On a narrow bed – on a bier perhaps – the corpse of a woman. The husband kneels beside it. At the foot stands the doctor, putting away
his instruments. In a beribboned pink
cradle reposes a monstrous baby.
THE HUSBAND: Margaret! Margaret!
THE DOCTOR: She is dead.
THE HUSBAND: Margaret!
THE DOCTOR: Of septicæmia, I tell you.
THE HUSBAND: I wish that I too were dead!
THE DOCTOR: But you won’t tomorrow.
THE HUSBAND: Margaret! Margaret! Wait for
me there; I shall not fail to meet you in that hollow vale.
THE DOCTOR: You will not be slow to
survive her.
THE HUSBAND: Christ have
mercy upon us!
THE DOCTOR: You would do better to think
of the child.
THE HUSBAND (rising and standing menacingly over the cradle): Is that the
monster?
THE DOCTOR: No worse than others.
THE HUSBAND: Begotten in a night of
immaculate pleasure, monster, may you live loveless,
in dirty and impurity!
THE DOCTOR: Conceived in lust and darkness,
may your own impurity always seem heavenly, monster, in your own eyes!
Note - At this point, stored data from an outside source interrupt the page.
impl QdrantVectorStore {
    /// Build a provider from connection settings.
    ///
    /// # Errors
    /// Returns an error when the HTTP client cannot be constructed.
    pub fn new(config: QdrantConfig) -> Result<Self> {
        let client = reqwest::Client::builder()
            .timeout(config.timeout)
            .build()
            .map_err(|e| Error::upstream_with_source("build Qdrant HTTP client", e))?;
        Ok(Self { client, config })
    }

    fn endpoint(&self, path: &str) -> String {
        format!("{}/{}", self.config.url.trim_end_matches('/'), path)
    }

    async fn request(&self, method: reqwest::Method, path: &str, body: Option<Value>) -> Result<Value> {
        let url = self.endpoint(path);
        let mut last_err: Option<Error> = None;

        for attempt in 0..RETRY_ATTEMPTS {
            if attempt > 0 {
                tokio::time::sleep(Duration::from_millis(
                    RETRY_BASE_DELAY_MS * (1 << attempt),
                ))
                .await;
            }

            let mut req = self.client.request(method.clone(), &url);
            if let Some(key) = &self.config.api_key {
                req = req.header("api-key", key);
            }
            if let Some(b) = &body {
                req = req.json(b);
            }

            match req.send().await {
                Ok(resp) => {
                    let status = resp.status();
                    let payload: Value = resp.json().await.unwrap_or(Value::Null);
                    if status.is_success() {
                        return Ok(payload);
                    }
                    let detail = payload
                        .pointer("/status/error")
                        .and_then(Value::as_str)
                        .unwrap_or("unknown backend error");
                    if status.as_u16() == 404 {
                        return Err(Error::not_found(detail.to_owned()));
                    }
                    // 4xx responses are not retried; the request is wrong.
                    if status.is_client_error() {
                        return Err(Error::upstream(format!("qdrant {status}: {detail}")));
                    }
                    last_err = Some(Error::upstream(format!("qdrant {status}: {detail}")));
                }
                Err(e) => {
                    tracing::warn!(attempt, error = %e, url = %url, "qdrant request failed");
                    last_err = Some(Error::upstream_with_source("qdrant unreachable", e));
                }
            }
        }

        Err(last_err.unwrap_or_else(|| Error::upstream("qdrant request failed")))
    }

    fn filter_to_json(filter: &Filter) -> Value {
        fn condition(c: &vortex_domain::value_objects::FieldCondition) -> Value {
            let matcher = match &c.matches {
                MatchValue::Value(v) => json!({ "value": v }),
                MatchValue::Any(vs) => json!({ "any": vs }),
            };
            json!({ "key": c.key, "match": matcher })
        }

        let mut out = serde_json::Map::new();
        if !filter.must.is_empty() {
            out.insert(
                "must".to_owned(),
                Value::Array(filter.must.iter().map(condition).collect()),
            );
        }
        if !filter.should.is_empty() {
            out.insert(
                "should".to_owned(),
                Value::Array(filter.should.iter().map(condition).collect()),
            );
        }
        if !filter.must_not.is_empty() {
            out.insert(
                "must_not".to_owned(),
                Value::Array(filter.must_not.iter().map(condition).collect()),
            );
        }
        Value::Object(out)
    }

    fn parse_hit(value: &Value) -> Option<SearchHit> {
        let id = match value.get("id") {
            Some(Value::String(s)) => s.clone(),
            Some(Value::Number(n)) => n.to_string(),
            _ => return None,
        };
        let score = value.get("score").and_then(Value::as_f64).unwrap_or(0.0);
        let payload = value
            .get("payload")
            .and_then(Value::as_object)
            .cloned()
            .unwrap_or_default();
        Some(SearchHit { id, score, payload })
    }

    fn parse_hits(result: &Value, pointer: &str) -> Vec<SearchHit> {
        result
            .pointer(pointer)
            .and_then(Value::as_array)
            .map(|hits| hits.iter().filter_map(Self::parse_hit).collect())
            .unwrap_or_default()
    }
}

#[async_trait]
impl VectorStoreProvider for QdrantVectorStore {
    async fn create_collection(&self, name: &str, spec: &CollectionSpec) -> Result<()> {
        let mut body = json!({
            "vectors": {
                "dense": { "size": spec.dense_size, "distance": spec.distance.to_string() }
            }
        });
        if !spec.sparse_vectors.is_empty() {
            let sparse: serde_json::Map<String, Value> = spec
                .sparse_vectors
                .iter()
                .map(|name| (name.clone(), json!({})))
                .collect();
            body["sparse_vectors"] = Value::Object(sparse);
        }
        self.request(
            reqwest::Method::PUT,
            &format!("collections/{name}"),
            Some(body),
        )
        .await?;
        Ok(())
    }

    async fn delete_collection(&self, name: &str) -> Result<()> {
        self.request(
            reqwest::Method::DELETE,
            &format!("collections/{name}"),
            None,
        )
        .await?;
        Ok(())
    }

    async fn collection_exists(&self, name: &str) -> Result<bool> {
        match self
            .request(reqwest::Method::GET, &format!("collections/{name}"), None)
            .await
        {
            Ok(_) => Ok(true),
            Err(Error::NotFound { .. }) => Ok(false),
            Err(e) => Err(e),
        }
    }

    async fn list_collections(&self) -> Result<Vec<CollectionInfo>> {
        let listing = self
            .request(reqwest::Method::GET, "collections", None)
            .await?;
        let names: Vec<String> = listing
            .pointer("/result/collections")
            .and_then(Value::as_array)
            .map(|cols| {
                cols.iter()
                    .filter_map(|c| c.get("name").and_then(Value::as_str))
                    .map(str::to_owned)
                    .collect()
            })
            .unwrap_or_default();

        let mut infos = Vec::with_capacity(names.len());
        for name in names {
            let detail = self
                .request(reqwest::Method::GET, &format!("collections/{name}"), None)
                .await
                .unwrap_or(Value::Null);
            let points_count = detail
                .pointer("/result/points_count")
                .and_then(Value::as_u64)
                .unwrap_or(0);
            let vector_size = detail
                .pointer("/result/config/params/vectors/dense/size")
                .and_then(Value::as_u64)
                .map(|s| s as usize);
            let status = detail
                .pointer("/result/status")
                .and_then(Value::as_str)
                .unwrap_or("unknown")
                .to_owned();
            infos.push(CollectionInfo {
                name,
                points_count,
                vector_size,
                status,
            });
        }
        Ok(infos)
    }

    async fn upsert(&self, collection: &str, points: Vec<PointRecord>) -> Result<()> {
        let body_points: Vec<Value> = points
            .into_iter()
            .map(|p| {
                let mut vector = serde_json::Map::new();
                vector.insert("dense".to_owned(), json!(p.vectors.dense));
                vector.insert(
                    "sparse".to_owned(),
                    json!({ "indices": p.vectors.sparse.indices, "values": p.vectors.sparse.values }),
                );
                vector.insert(
                    "splade".to_owned(),
                    json!({ "indices": p.vectors.splade.indices, "values": p.vectors.splade.values }),
                );
                json!({
                    "id": p.id.to_string(),
                    "vector": Value::Object(vector),
                    "payload": Value::Object(p.payload),
                })
            })
            .collect();

        self.request(
            reqwest::Method::PUT,
            &format!("collections/{collection}/points?wait=true"),
            Some(json!({ "points": body_points })),
        )
        .await?;
        Ok(())
    }

    async fn search(
        &self,
        collection: &str,
        using: VectorKind,
        query: QueryVector,
        limit: usize,
        filter: Option<&Filter>,
        score_threshold: Option<f32>,
    ) -> Result<Vec<SearchHit>> {
        let vector = match query {
            QueryVector::Dense(v) => json!({ "name": using.as_str(), "vector": v }),
            QueryVector::Sparse(v) => json!({
                "name": using.as_str(),
                "vector": { "indices": v.indices, "values": v.values }
            }),
        };
        let mut body = json!({
            "vector": vector,
            "limit": limit,
            "with_payload": true,
        });
        if let Some(f) = filter {
            body["filter"] = Self::filter_to_json(f);
        }
        if let Some(t) = score_threshold {
            body["score_threshold"] = json!(t);
        }

        let result = self
            .request(
                reqwest::Method::POST,
                &format!("collections/{collection}/points/search"),
                Some(body),
            )
            .await?;
        Ok(Self::parse_hits(&result, "/result"))
    }

    async fn retrieve(&self, collection: &str, ids: &[Uuid]) -> Result<Vec<SearchHit>> {
        let body = json!({
            "ids": ids.iter().map(ToString::to_string).collect::<Vec<_>>(),
            "with_payload": true,
        });
        let result = self
            .request(
                reqwest::Method::POST,
                &format!("collections/{collection}/points"),
                Some(body),
            )
            .await?;
        Ok(Self::parse_hits(&result, "/result"))
    }

    async fn scroll(
        &self,
        collection: &str,
        filter: Option<&Filter>,
        limit: usize,
        offset: Option<String>,
    ) -> Result<(Vec<SearchHit>, Option<String>)> {
        let mut body = json!({ "limit": limit, "with_payload": true });
        if let Some(f) = filter {
            body["filter"] = Self::filter_to_json(f);
        }
        if let Some(cursor) = offset {
            body["offset"] = json!(cursor);
        }
        let result = self
            .request(
                reqwest::Method::POST,
                &format!("collections/{collection}/points/scroll"),
                Some(body),
            )
            .await?;
        let hits = Self::parse_hits(&result, "/result/points");
        let next = result
            .pointer("/result/next_page_offset")
            .and_then(|v| match v {
                Value::String(s) => Some(s.clone()),
                Value::Number(n) => Some(n.to_string()),
                _ => None,
            });
        Ok((hits, next))
    }

    async fn set_payload(&self, collection: &str, ids: &[Uuid], payload: &Payload) -> Result<()> {
        let body = json!({
            "payload": Value::Object(payload.clone()),
            "points": ids.iter().map(ToString::to_string).collect::<Vec<_>>(),
        });
        self.request(
            reqwest::Method::PUT,
            &format!("collections/{collection}/points/payload?wait=true"),
            Some(body),
        )
        .await?;
        Ok(())
    }

    async fn delete_by_filter(&self, collection: &str, filter: &Filter) -> Result<u64> {
        self.request(
            reqwest::Method::POST,
            &format!("collections/{collection}/points/delete?wait=true"),
            Some(json!({ "filter": Self::filter_to_json(filter) })),
        )
        .await?;
        // The backend reports an operation ID, not a deleted count.
        Ok(0)
    }

    async fn count(&self, collection: &str) -> Result<u64> {
        let result = self
            .request(
                reqwest::Method::POST,
                &format!("collections/{collection}/points/count"),
                Some(json!({ "exact": true })),
            )
            .await?;
        Ok(result
            .pointer("/result/count")
            .and_then(Value::as_u64)
            .unwrap_or(0))
    }

    async fn create_snapshot(&self, collection: &str) -> Result<SnapshotInfo> {
        let result = self
            .request(
                reqwest::Method::POST,
                &format!("collections/{collection}/snapshots"),
                None,
            )
            .await?;
        let name = result
            .pointer("/result/name")
            .and_then(Value::as_str)
            .unwrap_or_default()
            .to_owned();
        let created_at = result
            .pointer("/result/creation_time")
            .and_then(Value::as_str)
            .unwrap_or_default()
            .to_owned();
        Ok(SnapshotInfo {
            path: format!("collections/{collection}/snapshots/{name}"),
            name,
            collection: collection.to_owned(),
            created_at,
        })
    }

    async fn list_snapshots(&self) -> Result<Vec<SnapshotInfo>> {
        let mut snapshots = Vec::new();
        for info in self.list_collections().await? {
            let result = self
                .request(
                    reqwest::Method::GET,
                    &format!("collections/{}/snapshots", info.name),
                    None,
                )
                .await?;
            if let Some(items) = result.pointer("/result").and_then(Value::as_array) {
                for item in items {
                    let name = item
                        .get("name")
                        .and_then(Value::as_str)
                        .unwrap_or_default()
                        .to_owned();
                    snapshots.push(SnapshotInfo {
                        path: format!("collections/{}/snapshots/{name}", info.name),
                        name,
                        collection: info.name.clone(),
                        created_at: item
                            .get("creation_time")
                            .and_then(Value::as_str)
                            .unwrap_or_default()
                            .to_owned(),
                    });
                }
            }
        }
        Ok(snapshots)
    }

    async fn restore_snapshot(&self, path: &str) -> Result<()> {
        // Path form: collections/{collection}/snapshots/{name}
        let collection = path
            .strip_prefix("collections/")
            .and_then(|rest| rest.split('/').next())
            .ok_or_else(|| Error::invalid_request(format!("malformed snapshot path '{path}'")))?;
        self.request(
            reqwest::Method::PUT,
            &format!("collections/{collection}/snapshots/recover"),
            Some(json!({ "location": path })),
        )
        .await?;
        Ok(())
    }

    async fn delete_snapshot(&self, path: &str) -> Result<()> {
        self.request(reqwest::Method::DELETE, path, None).await?;
        Ok(())
    }
}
THE HUSBAND: Murderer, slowly die all your
life long!
THE DOCTOR: The child must be fed.
THE HUSBAND: Fed? With what?
THE DOCTOR: With milk.
THE HUSBAND: Her milk is cold in her breasts.
THE DOCTOR: There are still cows.
THE HUSBAND: Tubercular shorthorns. (Calling.) Let
Short-i’-the-horn be brought!
VOICES (off): Short-i’-the-horn! Short-i’-the-horn! (Fadingly.) Short-i’-the …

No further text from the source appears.